Abstract

The HT29 human colonic carcinoma cell line secretes insulin-like growth factor (IGF)-II. We have examined these cells for expression of IGF receptors. Competitive binding assays as affinity cross-linking experiments using 125I-IGF-II fail to reveal type II IGF receptors at the cell surface. In contrast, cross-linking studies with either 125I-IGF-I or 125I-IGF-II reveal an M(r) 135,000 protein that follows a peptide binding specificity characteristic of the alpha-subunit of the type I IGF receptor. However, 125I-IGF-II binding to this receptor is not inhibited at 4 C by alpha IR-3, a monoclonal antibody to the type I IGF receptor.

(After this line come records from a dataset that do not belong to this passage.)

//! GitHub OAuth provider.
//!
//! GitHub may hide the address on `/user`; the primary address from
//! `/user/emails` is used instead.

use async_trait::async_trait;
use eventi_shared::GitHubConfig;
use serde::Deserialize;
use url::Url;

use super::{AuthError, IdentityProvider, ProviderProfile, ProviderTokens};

const AUTHORIZE_URL: &str = "https://github.com/login/oauth/authorize";
const TOKEN_URL: &str = "https://github.com/login/oauth/access_token";
const API_URL: &str = "https://api.github.com";
const SCOPE: &str = "read:user user:email";
const USER_AGENT: &str = "eventi";

/// GitHub OAuth app credentials plus an HTTP client.
pub struct GitHubProvider {
    client_id: String,
    client_secret: String,
    http: reqwest::Client,
}

impl GitHubProvider {
    /// Creates the provider from configuration.
    #[must_use]
    pub fn new(config: &GitHubConfig) -> Self {
        Self {
            client_id: config.client_id.clone(),
            client_secret: config.client_secret.clone(),
            http: reqwest::Client::new(),
        }
    }

    async fn exchange_token(
        &self,
        code: &str,
        redirect_uri: &str,
    ) -> Result<GitHubTokenResponse, AuthError> {
        let response: GitHubTokenResponse = self
            .http
            .post(TOKEN_URL)
            .header("Accept", "application/json")
            .form(&[
                ("client_id", self.client_id.as_str()),
                ("client_secret", self.client_secret.as_str()),
                ("code", code),
                ("redirect_uri", redirect_uri),
            ])
            .send()
            .await
            .and_then(reqwest::Response::error_for_status)
            .map_err(callback_error)?
            .json()
            .await
            .map_err(callback_error)?;

        // GitHub reports a bad code with 200 and an `error` field.
        if let Some(error) = response.error {
            return Err(AuthError::Callback(
                response.error_description.unwrap_or(error),
            ));
        }

        Ok(response)
    }

    async fn get<T: for<'de> Deserialize<'de>>(
        &self,
        path: &str,
        access_token: &str,
    ) -> Result<T, AuthError> {
        self.http
            .get(format!("{API_URL}{path}"))
            .header("User-Agent", USER_AGENT)
            .header("Accept", "application/vnd.github+json")
            .bearer_auth(access_token)
            .send()
            .await
            .and_then(reqwest::Response::error_for_status)
            .map_err(callback_error)?
            .json()
            .await
            .map_err(callback_error)
    }
}

#[async_trait]
impl IdentityProvider for GitHubProvider {
    fn id(&self) -> &str {
        "github"
    }

    fn name(&self) -> &str {
        "GitHub"
    }

    fn authorization_url(&self, state: &str, redirect_uri: &str) -> Result<String, AuthError> {
        Url::parse_with_params(
            AUTHORIZE_URL,
            &[
                ("client_id", self.client_id.as_str()),
                ("redirect_uri", redirect_uri),
                ("scope", SCOPE),
                ("state", state),
            ],
        )
        .map(String::from)
        .map_err(|e| AuthError::SignIn(e.to_string()))
    }

    async fn exchange_code(
        &self,
        code: &str,
        redirect_uri: &str,
    ) -> Result<ProviderProfile, AuthError> {
        let token = self.exchange_token(code, redirect_uri).await?;
        let access_token = token
            .access_token
            .ok_or_else(|| AuthError::Callback("no access token issued".to_string()))?;

        let user: GitHubUser = self.get("/user", &access_token).await?;

        let (email, email_verified) = match user.email {
            Some(email) => (email, false),
            None => {
                let emails: Vec<GitHubEmail> = self.get("/user/emails", &access_token).await?;
                let chosen = emails
                    .iter()
                    .find(|e| e.primary)
                    .or_else(|| emails.first())
                    .ok_or(AuthError::MissingEmail)?;
                (chosen.email.clone(), chosen.verified)
            }
        };

        Ok(ProviderProfile {
            provider_account_id: user.id.to_string(),
            email,
            name: user.name.or(Some(user.login)),
            image: user.avatar_url,
            email_verified,
            tokens: ProviderTokens {
                access_token: Some(access_token),
                refresh_token: token.refresh_token,
                expires_at: token
                    .expires_in
                    .map(|secs| chrono::Utc::now().timestamp() + secs),
                token_type: token.token_type,
                scope: token.scope,
                id_token: None,
            },
        })
    }
}

#[allow(clippy::needless_pass_by_value)]
fn callback_error(e: reqwest::Error) -> AuthError {
    AuthError::Callback(e.to_string())
}

#[derive(Debug, Deserialize)]
struct GitHubTokenResponse {
    access_token: Option<String>,
    token_type: Option<String>,
    scope: Option<String>,
    refresh_token: Option<String>,
    expires_in: Option<i64>,
    error: Option<String>,
    error_description: Option<String>,
}

#[derive(Debug, Deserialize)]
struct GitHubUser {
    id: i64,
    login: String,
    name: Option<String>,
    email: Option<String>,
    avatar_url: Option<String>,
}

#[derive(Debug, Deserialize)]
struct GitHubEmail {
    email: String,
    primary: bool,
    verified: bool,
}

#[cfg(test)]
mod tests {
    use super::*;

    fn provider() -> GitHubProvider {
        GitHubProvider::new(&GitHubConfig {
            client_id: "Iv1.abc".to_string(),
            client_secret: "shh".to_string(),
        })
    }

    #[test]
    fn test_authorization_url() {
        let url = provider()
            .authorization_url("st4te", "http://localhost:8080/api/auth/callback/github")
            .expect("url should build");
        let parsed = Url::parse(&url).expect("valid url");

        assert_eq!(parsed.host_str(), Some("github.com"));
        assert_eq!(parsed.path(), "/login/oauth/authorize");

        let params: Vec<(String, String)> = parsed.query_pairs().into_owned().collect();
        assert!(params.contains(&("client_id".into(), "Iv1.abc".into())));
        assert!(params.contains(&("state".into(), "st4te".into())));
        assert!(params.contains(&("scope".into(), SCOPE.into())));
        assert!(params.contains(&(
            "redirect_uri".into(),
            "http://localhost:8080/api/auth/callback/github".into()
        )));
        assert!(!url.contains("shh"));
    }

    #[test]
    fn test_token_error_response_parses() {
        let body = r#"{"error":"bad_verification_code","error_description":"The code passed is incorrect or expired."}"#;
        let parsed: GitHubTokenResponse = serde_json::from_str(body).expect("parses");
        assert!(parsed.access_token.is_none());
        assert_eq!(parsed.error.as_deref(), Some("bad_verification_code"));
    }

    #[test]
    fn test_identity() {
        let github = provider();
        assert_eq!(github.id(), "github");
        assert_eq!(github.name(), "GitHub");
    }
}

Analysis of the competitive binding curves with each one of these radioligands suggests that HT29 cells express both a classical type I IGF receptor (about 6,000/cell; KdIGF-I = 0.48 nmol) and a variant one whose 125I-IGF-II binding is not blocked by alpha IR-3 (about 15,000/cell; KdIGF-II = 4.0 nmol). Endocytosis studies of specific cell-bound 125I-IGF-I or 125I-IGF-II suggest that ligand interaction with the classical, but not the variant, binding site is only able to induce receptor internalization. An identical IGF receptors pattern is observed with HT29-D4 clonal cells induced to differentiate by culture in a glucose-free medium.